Your instructions: Each of the lines from the one that contains "fn flat_key<'a>(key: &'a" to the end of the entries below should be output exactly.

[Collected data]
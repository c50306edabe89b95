//! YAML configuration.
//!
//! Two files are merged: the main `config/cfg.yaml` and a per-machine file
//! (`config/<host>_cfg.yaml`) holding directory settings. Top-level keys of
//! the machine file override the main file.

use crate::artifacts::RulebookPaths;
use crate::chunking::{ChunkingConfig, DEFAULT_CHUNK_OVERLAP, DEFAULT_CHUNK_SIZE, DEFAULT_SEPARATORS};
use crate::embeddings::DEFAULT_EMBEDDING_DIMENSIONS;
use crate::error::ConfigError;
use crate::headings::{
    DEFAULT_FACTION_PREFIX, DEFAULT_FACTION_TITLES, DEFAULT_MAJOR_TITLES,
    DEFAULT_SHORT_HEADING_MAX_WORDS, VocabularyRule,
};
use crate::noise::{DEFAULT_FULL_TEXT_RULES, DEFAULT_LINE_RULES};
use serde::Deserialize;
use serde_yaml::{Mapping, Value};
use std::collections::BTreeMap;
use std::fmt;
use std::fs;
use std::path::{Path, PathBuf};
use std::str::FromStr;
use tracing::level_filters::LevelFilter;

pub const DEFAULT_CONFIG_PATH: &str = "config/cfg.yaml";
pub const DEFAULT_OLLAMA_URL: &str = "http://localhost:11434";

#[derive(Debug, Clone, Copy, PartialEq, Eq, Deserialize)]
#[serde(rename_all = "UPPERCASE")]
pub enum LogLevel {
    Critical,
    Error,
    Warning,
    Info,
    Debug,
}

impl LogLevel {
    pub const VARIANTS: [&'static str; 5] = ["CRITICAL", "ERROR", "WARNING", "INFO", "DEBUG"];

    pub fn as_level_filter(self) -> LevelFilter {
        match self {
            LogLevel::Critical | LogLevel::Error => LevelFilter::ERROR,
            LogLevel::Warning => LevelFilter::WARN,
            LogLevel::Info => LevelFilter::INFO,
            LogLevel::Debug => LevelFilter::DEBUG,
        }
    }
}

impl FromStr for LogLevel {
    type Err = ConfigError;

    fn from_str(value: &str) -> Result<Self, Self::Err> {
        match value {
            "CRITICAL" => Ok(LogLevel::Critical),
            "ERROR" => Ok(LogLevel::Error),
            "WARNING" => Ok(LogLevel::Warning),
            "INFO" => Ok(LogLevel::Info),
            "DEBUG" => Ok(LogLevel::Debug),
            other => Err(ConfigError::Invalid(format!(
                "log level `{other}` is not one of {}",
                Self::VARIANTS.join("|")
            ))),
        }
    }
}

impl fmt::Display for LogLevel {
    fn fmt(&self, f: &mut fmt::Formatter<'_>) -> fmt::Result {
        let name = match self {
            LogLevel::Critical => "CRITICAL",
            LogLevel::Error => "ERROR",
            LogLevel::Warning => "WARNING",
            LogLevel::Info => "INFO",
            LogLevel::Debug => "DEBUG",
        };
        f.write_str(name)
    }
}

/// Where the effective log level came from.
#[derive(Debug, Clone, Copy, PartialEq, Eq)]
pub enum LevelSource {
    CommandLine,
    ConfigFile,
    Environment,
    Default,
}

#[derive(Debug, Clone, Copy, PartialEq, Eq, Deserialize, Default)]
#[serde(rename_all = "lowercase")]
pub enum EmbedderKind {
    #[default]
    Ngram,
    Ollama,
}

#[derive(Debug, Clone, Deserialize)]
#[serde(default)]
pub struct HeadingsConfig {
    pub major_titles: Vec<String>,
    pub faction_titles: Vec<String>,
    pub faction_prefix: String,
    pub short_heading_max_words: usize,
}

impl Default for HeadingsConfig {
    fn default() -> Self {
        Self {
            major_titles: to_strings(&DEFAULT_MAJOR_TITLES),
            faction_titles: to_strings(&DEFAULT_FACTION_TITLES),
            faction_prefix: DEFAULT_FACTION_PREFIX.to_string(),
            short_heading_max_words: DEFAULT_SHORT_HEADING_MAX_WORDS,
        }
    }
}

#[derive(Debug, Clone, Deserialize)]
#[serde(default)]
pub struct NoiseConfig {
    pub full_text: Vec<String>,
    pub lines: Vec<String>,
}

impl HeadingsConfig {
    pub fn vocabulary(&self) -> VocabularyRule {
        VocabularyRule {
            major_titles: self.major_titles.clone(),
            faction_titles: self.faction_titles.clone(),
            faction_prefix: self.faction_prefix.clone(),
        }
    }
}

impl Default for NoiseConfig {
    fn default() -> Self {
        Self {
            full_text: to_strings(&DEFAULT_FULL_TEXT_RULES),
            lines: to_strings(&DEFAULT_LINE_RULES),
        }
    }
}

#[derive(Debug, Clone, Deserialize)]
#[serde(default)]
pub struct TranslationConfig {
    pub enabled: bool,
    pub user_locale: String,
    pub model_locale: String,
}

impl Default for TranslationConfig {
    fn default() -> Self {
        Self {
            enabled: true,
            user_locale: "fr".to_string(),
            model_locale: "en".to_string(),
        }
    }
}

#[derive(Debug, Clone, Deserialize)]
#[serde(default)]
pub struct AppConfig {
    pub data_dir: PathBuf,
    pub output_dir: PathBuf,
    pub language: String,
    pub rules_files: BTreeMap<String, String>,
    pub embeddings_models: BTreeMap<String, String>,
    pub llm_models: BTreeMap<String, String>,
    pub llm_temperature: f32,
    pub ollama_url: String,
    pub embedder: EmbedderKind,
    pub embedding_dimensions: usize,
    pub retrieval_top_k: usize,
    pub chunk_size: usize,
    pub chunk_overlap: usize,
    pub separators: Vec<String>,
    pub log_level: Option<LogLevel>,
    pub headings: HeadingsConfig,
    pub noise: NoiseConfig,
    pub translation: TranslationConfig,
    /// Keys not covered above, including the flat `rules_<lang>_file` forms.
    #[serde(flatten)]
    pub extra: BTreeMap<String, Value>,
}

impl Default for AppConfig {
    fn default() -> Self {
        Self {
            data_dir: PathBuf::from("data"),
            output_dir: PathBuf::from("."),
            language: "en".to_string(),
            rules_files: BTreeMap::new(),
            embeddings_models: BTreeMap::new(),
            llm_models: BTreeMap::new(),
            llm_temperature: 0.0,
            ollama_url: DEFAULT_OLLAMA_URL.to_string(),
            embedder: EmbedderKind::default(),
            embedding_dimensions: DEFAULT_EMBEDDING_DIMENSIONS,
            retrieval_top_k: 4,
            chunk_size: DEFAULT_CHUNK_SIZE,
            chunk_overlap: DEFAULT_CHUNK_OVERLAP,
            separators: to_strings(&DEFAULT_SEPARATORS),
            log_level: None,
            headings: HeadingsConfig::default(),
            noise: NoiseConfig::default(),
            translation: TranslationConfig::default(),
            extra: BTreeMap::new(),
        }
    }
}

impl AppConfig {
    /// Loads and merges the main and machine files.
    ///
    /// A missing default machine file is skipped; a machine file passed
    /// explicitly must exist.
    pub fn load(
        cfg_path: Option<&Path>,
        machine_cfg_path: Option<&Path>,
    ) -> Result<Self, ConfigError> {
        let cfg_path = cfg_path
            .map(Path::to_path_buf)
            .unwrap_or_else(|| PathBuf::from(DEFAULT_CONFIG_PATH));
        let mut merged = read_mapping(&cfg_path)?;

        let machine = match machine_cfg_path {
            Some(path) => Some(read_mapping(path)?),
            None => match default_machine_config_path() {
                Some(path) if path.exists() => Some(read_mapping(&path)?),
                _ => None,
            },
        };

        if let Some(machine) = machine {
            for (key, value) in machine {
                merged.insert(key, value);
            }
        }

        Self::from_mapping(merged)
    }

    pub fn from_yaml_str(yaml: &str) -> Result<Self, ConfigError> {
        match serde_yaml::from_str::<Value>(yaml)? {
            Value::Mapping(mapping) => Self::from_mapping(mapping),
            _ => Err(ConfigError::Invalid(
                "configuration must be a YAML mapping".to_string(),
            )),
        }
    }

    fn from_mapping(mapping: Mapping) -> Result<Self, ConfigError> {
        let mut config: AppConfig = serde_yaml::from_value(Value::Mapping(mapping))?;
        config.absorb_flat_keys();
        Ok(config)
    }

    /// Folds `rules_<lang>_file`, `embeddings_<lang>_model_name` and
    /// `llm_<lang>_model_name` into their maps. Map entries win.
    fn absorb_flat_keys(&mut self) {
        for (key, value) in &self.extra {
            let Some(value) = value.as_str() else {
                continue;
            };

            let target = if let Some(lang) = flat_key(key, "rules_", "_file") {
                Some((&mut self.rules_files, lang))
            } else if let Some(lang) = flat_key(key, "embeddings_", "_model_name") {
                Some((&mut self.embeddings_models, lang))
            } else if let Some(lang) = flat_key(key, "llm_", "_model_name") {
                Some((&mut self.llm_models, lang))
            } else {
                None
            };

            if let Some((map, lang)) = target {
                map.entry(lang.to_string())
                    .or_insert_with(|| value.to_string());
            }
        }
    }

    pub fn validate(&self) -> Result<(), ConfigError> {
        self.chunking_config()
            .validate()
            .map_err(|error| ConfigError::Invalid(error.to_string()))?;

        if self.retrieval_top_k == 0 {
            return Err(ConfigError::Invalid(
                "retrieval_top_k must be greater than 0".to_string(),
            ));
        }

        self.rules_file()?;
        Ok(())
    }

    pub fn chunking_config(&self) -> ChunkingConfig {
        ChunkingConfig {
            chunk_size: self.chunk_size,
            chunk_overlap: self.chunk_overlap,
            separators: self.separators.clone(),
        }
    }

    pub fn rules_file(&self) -> Result<&str, ConfigError> {
        self.rules_files
            .get(&self.language)
            .map(String::as_str)
            .ok_or_else(|| ConfigError::Missing(format!("rules_{}_file", self.language)))
    }

    pub fn embeddings_model(&self) -> Option<&str> {
        self.embeddings_models.get(&self.language).map(String::as_str)
    }

    pub fn llm_model(&self) -> Result<&str, ConfigError> {
        self.llm_models
            .get(&self.language)
            .map(String::as_str)
            .ok_or_else(|| ConfigError::Missing(format!("llm_{}_model_name", self.language)))
    }

    pub fn paths(&self) -> Result<RulebookPaths, ConfigError> {
        RulebookPaths::new(&self.data_dir, self.rules_file()?, &self.language)
            .map_err(|error| ConfigError::Invalid(error.to_string()))
    }

    pub fn log_file_path(&self, file_name: &Path) -> PathBuf {
        self.output_dir.join(file_name)
    }

    /// Command line first, then the config file, then `env_value` (the
    /// `LOGLEVEL` variable), then DEBUG. Unparseable env values are ignored.
    pub fn resolve_log_level(
        &self,
        cli: Option<LogLevel>,
        env_value: Option<&str>,
    ) -> (LogLevel, LevelSource) {
        if let Some(level) = cli {
            return (level, LevelSource::CommandLine);
        }
        if let Some(level) = self.log_level {
            return (level, LevelSource::ConfigFile);
        }
        if let Some(level) = env_value.and_then(|value| value.parse().ok()) {
            return (level, LevelSource::Environment);
        }
        (LogLevel::Debug, LevelSource::Default)
    }
}

fn read_mapping(path: &Path) -> Result<Mapping, ConfigError> {
    let content = fs::read_to_string(path).map_err(|source| ConfigError::Io {
        path: path.to_path_buf(),
        source,
    })?;

    match serde_yaml::from_str::<Value>(&content)? {
        Value::Mapping(mapping) => Ok(mapping),
        Value::Null => Err(ConfigError::Invalid(format!(
            "no parameters could be loaded from {}",
            path.display()
        ))),
        _ => Err(ConfigError::Invalid(format!(
            "{} must contain a YAML mapping",
            path.display()
        ))),
    }
}

fn default_machine_config_path() -> Option<PathBuf> {
    let host = std::env::var("HOSTNAME")
        .or_else(|_| std::env::var("COMPUTERNAME"))
        .ok()
        .filter(|host| !host.trim().is_empty())?;
    Some(Path::new("config").join(format!("{}_cfg.yaml", host.trim())))
}

fn flat_key<'a>(key: &'a str, prefix: &str, suffix: &str) -> Option<&'a str> {
    key.strip_prefix(prefix)?
        .strip_suffix(suffix)
        .filter(|lang| !lang.is_empty())
}

fn to_strings(values: &[&str]) -> Vec<String> {
    values.iter().map(|value| value.to_string()).collect()
}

Written answer:
fn flat_key<'a>(key: &'a str, prefix: &str, suffix: &str) -> Option<&'a str> {
    key.strip_prefix(prefix)?
        .strip_suffix(suffix)
        .filter(|lang| !lang.is_empty())
}

fn to_strings(values: &[&str]) -> Vec<String> {
    values.iter().map(|value| value.to_string()).collect()
}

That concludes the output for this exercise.